### What to work on
Nothing in the records may be left out; restate them word for word.

### Data supplied
━━━━━━━━━━━━━━━━
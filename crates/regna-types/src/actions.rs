//! Action request and outcome types for the engine's external contract.
//!
//! Raw requests are the shape the host hands to the engine: identifiers may
//! be absent and enum-valued fields arrive as wire-name strings. The
//! validation pipeline (in `regna-engine`) turns a raw request into its
//! validated counterpart or rejects it with a typed error code -- nothing
//! here enforces domain rules.

use serde::{Deserialize, Serialize};

use crate::enums::ErrorCode;
use crate::ids::{KingdomId, TerritoryId};

// ---------------------------------------------------------------------------
// Caller identity
// ---------------------------------------------------------------------------

/// The already-authenticated caller identity supplied by the host.
///
/// The engine records it on created entities but never validates it.
#[derive(Debug, Clone, PartialEq, Eq, Serialize, Deserialize)]
pub struct Caller {
    /// Stable subject identifier from the host's auth layer.
    pub subject_id: String,
    /// Display name at request time.
    pub display_name: String,
}

// ---------------------------------------------------------------------------
// Coordinates on the wire
// ---------------------------------------------------------------------------

/// Coordinates as they arrive on the wire: either a structured pair or an
/// encoded `"x,y"` string. Both forms normalize to the same two integer
/// components before range-checking.
#[derive(Debug, Clone, PartialEq, Eq, Serialize, Deserialize)]
#[serde(untagged)]
pub enum CoordinateInput {
    /// Structured form: `{"x": 3, "y": -4}`.
    Pair {
        /// East-west component.
        x: i32,
        /// North-south component.
        y: i32,
    },
    /// Encoded form: `"3,-4"`.
    Encoded(String),
}

// ---------------------------------------------------------------------------
// Raw requests, one per action kind
// ---------------------------------------------------------------------------

/// Raw claim-territory request.
#[derive(Debug, Clone, Default, PartialEq, Eq, Serialize, Deserialize)]
#[serde(default)]
pub struct ClaimTerritoryRequest {
    /// The kingdom performing the claim.
    pub kingdom_id: Option<KingdomId>,
    /// Territory display name (2--50 characters).
    pub name: Option<String>,
    /// Territory type wire name; defaults to `settlement` when omitted.
    pub territory_type: Option<String>,
    /// Terrain type wire name; defaults to `plains` when omitted.
    pub terrain_type: Option<String>,
    /// Target cell; defaults to the origin when omitted.
    pub coordinates: Option<CoordinateInput>,
}

/// Raw construct-building request.
#[derive(Debug, Clone, Default, PartialEq, Eq, Serialize, Deserialize)]
#[serde(default)]
pub struct ConstructBuildingRequest {
    /// The kingdom constructing.
    pub kingdom_id: Option<KingdomId>,
    /// Building kind wire name.
    pub building: Option<String>,
    /// How many structures to construct.
    pub count: Option<u64>,
}

/// Raw train-units request.
#[derive(Debug, Clone, Default, PartialEq, Eq, Serialize, Deserialize)]
#[serde(default)]
pub struct TrainUnitsRequest {
    /// The kingdom training.
    pub kingdom_id: Option<KingdomId>,
    /// Unit kind wire name; defaults to `infantry` when omitted.
    pub unit: Option<String>,
}

/// Raw cast-spell request.
#[derive(Debug, Clone, Default, PartialEq, Eq, Serialize, Deserialize)]
#[serde(default)]
pub struct CastSpellRequest {
    /// The casting kingdom.
    pub kingdom_id: Option<KingdomId>,
    /// Spell wire name.
    pub spell: Option<String>,
    /// Optional target territory.
    pub target_territory: Option<TerritoryId>,
}

/// Raw generate-resources request.
#[derive(Debug, Clone, Default, PartialEq, Eq, Serialize, Deserialize)]
#[serde(default)]
pub struct GenerateResourcesRequest {
    /// The generating kingdom.
    pub kingdom_id: Option<KingdomId>,
    /// How many turns to spend.
    pub turns: Option<u64>,
}

// ---------------------------------------------------------------------------
// Outcome
// ---------------------------------------------------------------------------

/// The structured result of a resolution handler.
///
/// Every path through the engine terminates in one of these; nothing raises
/// past the handler boundary.
#[derive(Debug, Clone, PartialEq, Serialize, Deserialize)]
pub struct ActionOutcome {
    /// Whether the action committed.
    pub success: bool,
    /// Action-specific payload, present on success.
    #[serde(skip_serializing_if = "Option::is_none")]
    pub payload: Option<serde_json::Value>,
    /// Human-readable failure description, present on failure.
    #[serde(skip_serializing_if = "Option::is_none")]
    pub error: Option<String>,
    /// Machine-readable failure code, present on failure.
    #[serde(skip_serializing_if = "Option::is_none")]
    pub error_code: Option<ErrorCode>,
}

impl ActionOutcome {
    /// Build a success outcome with the given payload.
    pub const fn ok(payload: serde_json::Value) -> Self {
        Self {
            success: true,
            payload: Some(payload),
            error: None,
            error_code: None,
        }
    }

    /// Build a failure outcome with the given code and message.
    pub fn failure(code: ErrorCode, message: impl Into<String>) -> Self {
        Self {
            success: false,
            payload: None,
            error: Some(message.into()),
            error_code: Some(code),
        }
    }
}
━━━━━━━━━━━━━━━━
### Result of this exercise
filename crates/regna-types/src/actions.rs
//! Action request and outcome types for the engine's external contract.
//!
//! Raw requests are the shape the host hands to the engine: identifiers may
//! be absent and enum-valued fields arrive as wire-name strings. The
//! validation pipeline (in `regna-engine`) turns a raw request into its
//! validated counterpart or rejects it with a typed error code -- nothing
//! here enforces domain rules.

use serde::{Deserialize, Serialize};

use crate::enums::ErrorCode;
use crate::ids::{KingdomId, TerritoryId};

// ---------------------------------------------------------------------------
// Caller identity
// ---------------------------------------------------------------------------

/// The already-authenticated caller identity supplied by the host.
///
/// The engine records it on created entities but never validates it.
#[derive(Debug, Clone, PartialEq, Eq, Serialize, Deserialize)]
pub struct Caller {
    /// Stable subject identifier from the host's auth layer.
    pub subject_id: String,
    /// Display name at request time.
    pub display_name: String,
}

// ---------------------------------------------------------------------------
// Coordinates on the wire
// ---------------------------------------------------------------------------

/// Coordinates as they arrive on the wire: either a structured pair or an
/// encoded `"x,y"` string. Both forms normalize to the same two integer
/// components before range-checking.
#[derive(Debug, Clone, PartialEq, Eq, Serialize, Deserialize)]
#[serde(untagged)]
pub enum CoordinateInput {
    /// Structured form: `{"x": 3, "y": -4}`.
    Pair {
        /// East-west component.
        x: i32,
        /// North-south component.
        y: i32,
    },
    /// Encoded form: `"3,-4"`.
    Encoded(String),
}

// ---------------------------------------------------------------------------
// Raw requests, one per action kind
// ---------------------------------------------------------------------------

/// Raw claim-territory request.
#[derive(Debug, Clone, Default, PartialEq, Eq, Serialize, Deserialize)]
#[serde(default)]
pub struct ClaimTerritoryRequest {
    /// The kingdom performing the claim.
    pub kingdom_id: Option<KingdomId>,
    /// Territory display name (2--50 characters).
    pub name: Option<String>,
    /// Territory type wire name; defaults to `settlement` when omitted.
    pub territory_type: Option<String>,
    /// Terrain type wire name; defaults to `plains` when omitted.
    pub terrain_type: Option<String>,
    /// Target cell; defaults to the origin when omitted.
    pub coordinates: Option<CoordinateInput>,
}

/// Raw construct-building request.
#[derive(Debug, Clone, Default, PartialEq, Eq, Serialize, Deserialize)]
#[serde(default)]
pub struct ConstructBuildingRequest {
    /// The kingdom constructing.
    pub kingdom_id: Option<KingdomId>,
    /// Building kind wire name.
    pub building: Option<String>,
    /// How many structures to construct.
    pub count: Option<u64>,
}

/// Raw train-units request.
#[derive(Debug, Clone, Default, PartialEq, Eq, Serialize, Deserialize)]
#[serde(default)]
pub struct TrainUnitsRequest {
    /// The kingdom training.
    pub kingdom_id: Option<KingdomId>,
    /// Unit kind wire name; defaults to `infantry` when omitted.
    pub unit: Option<String>,
}

/// Raw cast-spell request.
#[derive(Debug, Clone, Default, PartialEq, Eq, Serialize, Deserialize)]
#[serde(default)]
pub struct CastSpellRequest {
    /// The casting kingdom.
    pub kingdom_id: Option<KingdomId>,
    /// Spell wire name.
    pub spell: Option<String>,
    /// Optional target territory.
    pub target_territory: Option<TerritoryId>,
}

/// Raw generate-resources request.
#[derive(Debug, Clone, Default, PartialEq, Eq, Serialize, Deserialize)]
#[serde(default)]
pub struct GenerateResourcesRequest {
    /// The generating kingdom.
    pub kingdom_id: Option<KingdomId>,
    /// How many turns to spend.
    pub turns: Option<u64>,
}

// ---------------------------------------------------------------------------
// Outcome
// ---------------------------------------------------------------------------

/// The structured result of a resolution handler.
///
/// Every path through the engine terminates in one of these; nothing raises
/// past the handler boundary.
#[derive(Debug, Clone, PartialEq, Serialize, Deserialize)]
pub struct ActionOutcome {
    /// Whether the action committed.
    pub success: bool,
    /// Action-specific payload, present on success.
    #[serde(skip_serializing_if = "Option::is_none")]
    pub payload: Option<serde_json::Value>,
    /// Human-readable failure description, present on failure.
    #[serde(skip_serializing_if = "Option::is_none")]
    pub error: Option<String>,
    /// Machine-readable failure code, present on failure.
    #[serde(skip_serializing_if = "Option::is_none")]
    pub error_code: Option<ErrorCode>,
}

impl ActionOutcome {
    /// Build a success outcome with the given payload.
    pub const fn ok(payload: serde_json::Value) -> Self {
        Self {
            success: true,
            payload: Some(payload),
            error: None,
            error_code: None,
        }
    }

    /// Build a failure outcome with the given code and message.
    pub fn failure(code: ErrorCode, message: impl Into<String>) -> Self {
        Self {
            success: false,
            payload: None,
            error: Some(message.into()),
            error_code: Some(code),
        }
    }
}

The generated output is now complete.